LIVESTOCK-Cash prices fuel higher CME live cattle futures

    By Theopolis Waters
    CHICAGO, Dec 15 (Reuters) - Chicago Mercantile Exchange live
cattle futures        on Friday closed up 2.3 percent, their
biggest one-day gain in over a month, after packers paid more
for livestock than expected, said traders.
    Buy stops, short-covering and fund buying accelerated
futures advances, they said.
    December         live cattle finished 2.625 cents per pound
higher at 118.900 cents, and above the 20-day moving average of
117.540 cents. February         ended 1.875 cents higher at
121.025 cents, and above the 100-day moving average of 119.355
    On Friday, packers in the U.S. Plains paid $118 to $120 per
cwt for slaughter-ready, or cash, cattle that a week earlier
brought $115 to $118.
    Some processors needed cattle heading into their final week
of slaughters for the year prior to the Christmas and New Year's
holidays, said analysts and traders.
    There were fewer cattle for sale than last week, a trader
said. And some ranchers were current, or sent animals to market
earlier than they had planned, based on lighter cattle weights,
he said.
    Investors look ahead to next week's cash and futures trade,
with packers buying cattle for the Christmas holiday-shortened
workweek while beef demand continues to struggle seasonally.
    Participants will adjust positions before exiting the market
for holiday vacations, which could stir market volatility. 
    The U.S. Department of Agriculture's monthly Cattle-On-Feed
report is scheduled for release on Dec. 22 at 11:00 a.m. CST.
    Buy stops, short-covering and live cattle futures advances
also lifted CME feeder cattle        to its biggest daily
increase in over a month, up 1.2 percent.

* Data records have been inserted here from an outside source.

//! Configuration validation utilities.

use std::net::SocketAddr;

use telex_transport::{RetryConfig, validate_token};

use super::error::{ConfigError, ConfigResult};
use super::schema::{
    BotConfig, DispatcherSettings, LongPollingSettings, TelexConfig, UpdatesConfig,
    WebhookSettings,
};

/// Longest secret token the platform accepts.
const MAX_SECRET_TOKEN_LEN: usize = 256;

/// Validates the entire configuration.
pub fn validate_config(config: &TelexConfig) -> ConfigResult<()> {
    validate_bot_config(&config.bot)?;
    validate_dispatcher_settings(&config.dispatcher)?;

    match &config.updates {
        UpdatesConfig::LongPolling(polling) => {
            validate_polling_settings(polling, config.bot.request_timeout_secs)?
        }
        UpdatesConfig::Webhook(webhook) => validate_webhook_settings(webhook)?,
    }

    Ok(())
}

fn validate_bot_config(bot: &BotConfig) -> ConfigResult<()> {
    if bot.token.is_empty() {
        return Err(ConfigError::missing_field("bot.token"));
    }
    if !validate_token(&bot.token) {
        return Err(ConfigError::validation("bot.token is not a valid bot token"));
    }

    validate_url(&bot.api_url, &["http://", "https://"])?;

    if bot.request_timeout_secs == 0 {
        return Err(ConfigError::validation(
            "bot.request_timeout_secs must be greater than 0",
        ));
    }

    Ok(())
}

fn validate_dispatcher_settings(dispatcher: &DispatcherSettings) -> ConfigResult<()> {
    if dispatcher.buffer_size == 0 {
        return Err(ConfigError::validation(
            "dispatcher.buffer_size must be greater than 0",
        ));
    }
    if dispatcher.max_concurrency == Some(0) {
        return Err(ConfigError::validation(
            "dispatcher.max_concurrency must be greater than 0",
        ));
    }
    if dispatcher.handler_timeout_ms == Some(0) {
        return Err(ConfigError::validation(
            "dispatcher.handler_timeout_ms must be greater than 0",
        ));
    }
    Ok(())
}

fn validate_polling_settings(
    polling: &LongPollingSettings,
    request_timeout_secs: u64,
) -> ConfigResult<()> {
    if !(1..=100).contains(&polling.limit) {
        return Err(ConfigError::validation(
            "updates.limit must be between 1 and 100",
        ));
    }

    // The HTTP request has to outlive the server-side wait.
    if u64::from(polling.timeout_secs) >= request_timeout_secs {
        return Err(ConfigError::validation(format!(
            "updates.timeout_secs ({}) must be less than bot.request_timeout_secs ({})",
            polling.timeout_secs, request_timeout_secs
        )));
    }

    validate_retry_config(&polling.retry)
}

fn validate_retry_config(retry: &RetryConfig) -> ConfigResult<()> {
    if retry.initial_delay_ms == 0 {
        return Err(ConfigError::validation(
            "Initial retry delay must be greater than 0",
        ));
    }

    if retry.max_delay_ms < retry.initial_delay_ms {
        return Err(ConfigError::validation(
            "Max retry delay must be greater than or equal to initial delay",
        ));
    }

    if !retry.backoff_multiplier.is_finite() || retry.backoff_multiplier < 1.0 {
        return Err(ConfigError::validation(
            "Backoff multiplier must be a finite number of at least 1.0",
        ));
    }

    Ok(())
}

fn validate_webhook_settings(webhook: &WebhookSettings) -> ConfigResult<()> {
    if webhook.listen.parse::<SocketAddr>().is_err() {
        return Err(ConfigError::InvalidListenAddress(webhook.listen.clone()));
    }

    if !webhook.path.starts_with('/') {
        return Err(ConfigError::validation("updates.path must start with '/'"));
    }

    if let Some(url) = &webhook.public_url {
        validate_url(url, &["https://"])?;
    }

    if let Some(secret) = &webhook.secret_token {
        let well_formed = !secret.is_empty()
            && secret.len() <= MAX_SECRET_TOKEN_LEN
            && secret
                .bytes()
                .all(|b| b.is_ascii_alphanumeric() || b == b'_' || b == b'-');
        if !well_formed {
            return Err(ConfigError::validation(
                "updates.secret_token must be 1-256 characters of A-Z, a-z, 0-9, _ and -",
            ));
        }
    }

    if let Some(max) = webhook.max_connections
        && !(1..=100).contains(&max)
    {
        return Err(ConfigError::validation(
            "updates.max_connections must be between 1 and 100",
        ));
    }

    Ok(())
}

fn validate_url(url: &str, schemes: &[&str]) -> ConfigResult<()> {
    if url.is_empty() {
        return Err(ConfigError::missing_field("url"));
    }

    if !schemes.iter().any(|s| url.starts_with(s)) {
        return Err(ConfigError::invalid_url(
            url,
            format!("URL must start with one of: {schemes:?}"),
        ));
    }

    Ok(())
}

#[cfg(test)]
mod tests {
    use super::*;
    use tokio_test::{assert_err, assert_ok};

    const TOKEN: &str = "123456:ABCdefGhIJKlmNoPQRsTUVwxyZ-0123456_";

    fn valid() -> TelexConfig {
        let mut config = TelexConfig::default();
        config.bot.token = TOKEN.to_string();
        config
    }

    #[test]
    fn test_validate_defaults_with_token() {
        assert_ok!(validate_config(&valid()));
    }

    #[test]
    fn test_missing_token() {
        let result = validate_config(&TelexConfig::default());
        assert!(matches!(result, Err(ConfigError::MissingField { .. })));
    }

    #[test]
    fn test_malformed_token() {
        let mut config = valid();
        config.bot.token = "not-a-token".into();
        assert!(matches!(
            validate_config(&config),
            Err(ConfigError::ValidationError { .. })
        ));
    }

    #[test]
    fn test_zero_buffer_size() {
        let mut config = valid();
        config.dispatcher.buffer_size = 0;
        assert_err!(validate_config(&config));
    }

    #[test]
    fn test_zero_concurrency() {
        let mut config = valid();
        config.dispatcher.max_concurrency = Some(0);
        assert_err!(validate_config(&config));
    }

    #[test]
    fn test_poll_timeout_exceeds_request_timeout() {
        let mut config = valid();
        config.bot.request_timeout_secs = 30;
        assert_err!(validate_config(&config));
    }

    #[test]
    fn test_bad_retry() {
        let mut config = valid();
        config.updates = UpdatesConfig::LongPolling(LongPollingSettings {
            retry: RetryConfig {
                initial_delay_ms: 500,
                max_delay_ms: 100,
                backoff_multiplier: 2.0,
            },
            ..Default::default()
        });
        assert_err!(validate_config(&config));
    }

    #[test]
    fn test_non_finite_backoff_multiplier() {
        let mut config = valid();
        config.updates = UpdatesConfig::LongPolling(LongPollingSettings {
            retry: RetryConfig {
                backoff_multiplier: f64::INFINITY,
                ..Default::default()
            },
            ..Default::default()
        });
        assert_err!(validate_config(&config));
    }

    #[test]
    fn test_webhook_path_needs_slash() {
        let mut config = valid();
        config.updates = UpdatesConfig::Webhook(WebhookSettings {
            path: "hook".into(),
            ..Default::default()
        });
        assert_err!(validate_config(&config));
    }

    #[test]
    fn test_webhook_listen_address() {
        let mut config = valid();
        config.updates = UpdatesConfig::Webhook(WebhookSettings {
            listen: "localhost".into(),
            ..Default::default()
        });
        assert!(matches!(
            validate_config(&config),
            Err(ConfigError::InvalidListenAddress(_))
        ));
    }

    #[test]
    fn test_webhook_public_url_must_be_https() {
        let mut config = valid();
        config.updates = UpdatesConfig::Webhook(WebhookSettings {
            public_url: Some("http://example.com/webhook".into()),
            ..Default::default()
        });
        assert!(matches!(
            validate_config(&config),
            Err(ConfigError::InvalidUrl { .. })
        ));
    }

    #[test]
    fn test_webhook_secret_charset() {
        let mut config = valid();
        config.updates = UpdatesConfig::Webhook(WebhookSettings {
            secret_token: Some("has spaces".into()),
            ..Default::default()
        });
        assert_err!(validate_config(&config));

        config.updates = UpdatesConfig::Webhook(WebhookSettings {
            secret_token: Some("ok_secret-1".into()),
            public_url: Some("https://example.com/webhook".into()),
            ..Default::default()
        });
        assert_ok!(validate_config(&config));
    }
}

    January         feeder cattle closed 1.500 cents per pound
higher at 147.750 cents.

    CME lean hogs settled higher, led by slight cash hog and
wholesale pork price increases, said traders.
    Modest fund buying and support from CME's cattle markets
helped lift the exchange's lean hog contracts, they said.

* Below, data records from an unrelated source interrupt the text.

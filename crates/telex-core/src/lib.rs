//! # Telex Core
//!
//! The foundation of the Telex bot framework.
//!
//! This crate provides the pieces every other Telex crate builds on:
//!
//! - **Update model**: [`Update`] and its sub-payloads ([`Message`],
//!   [`CallbackQuery`], [`InlineQuery`], ...), decoded straight from the
//!   platform's JSON.
//! - **Bot API**: the [`BotApi`] trait, a raw `call` primitive plus a few
//!   typed bindings built on top of it, and the [`ApiResponse`] envelope.
//! - **Errors**: [`ApiError`] and [`TransportError`].
//!
//! ```text
//! ┌──────────────┐     ┌────────────┐     ┌───────────┐
//! │ Event Source │────▶│ Dispatcher │────▶│  Handler  │──▶ BotApi::call
//! │ (poll/hook)  │     │ (framework)│────▶│  Handler  │
//! └──────────────┘     └────────────┘     └───────────┘
//! ```

pub mod api;
pub mod error;
pub mod types;

pub use api::{
    AnswerCallbackQueryParams, ApiResponse, BotApi, BoxedBot, DeleteWebhookParams,
    GetUpdatesParams, ResponseParameters, SendMessageParams, SetWebhookParams,
};
pub use error::{ApiError, ApiResult, TransportError, TransportResult};
pub use types::{
    CallbackQuery, Chat, ChatJoinRequest, ChatType, ChosenInlineResult, InlineQuery, Message,
    MessageEntity, Update, UpdateKind, User,
};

    February         closed 0.900 cent higher at 68.525 cents.
April         ended up 0.550 cent at 72.800 cents.
    Both trading months landed above their respective 10-day
moving average of 68.495 and 72.785 cents.
    Some processors bumped up cash hogs bids to maintain a
consistent flow of supplies for next week's production, a trader
    Grocers are buying pork sparingly until they determine how
much of it sold over the Christmas holiday, he said.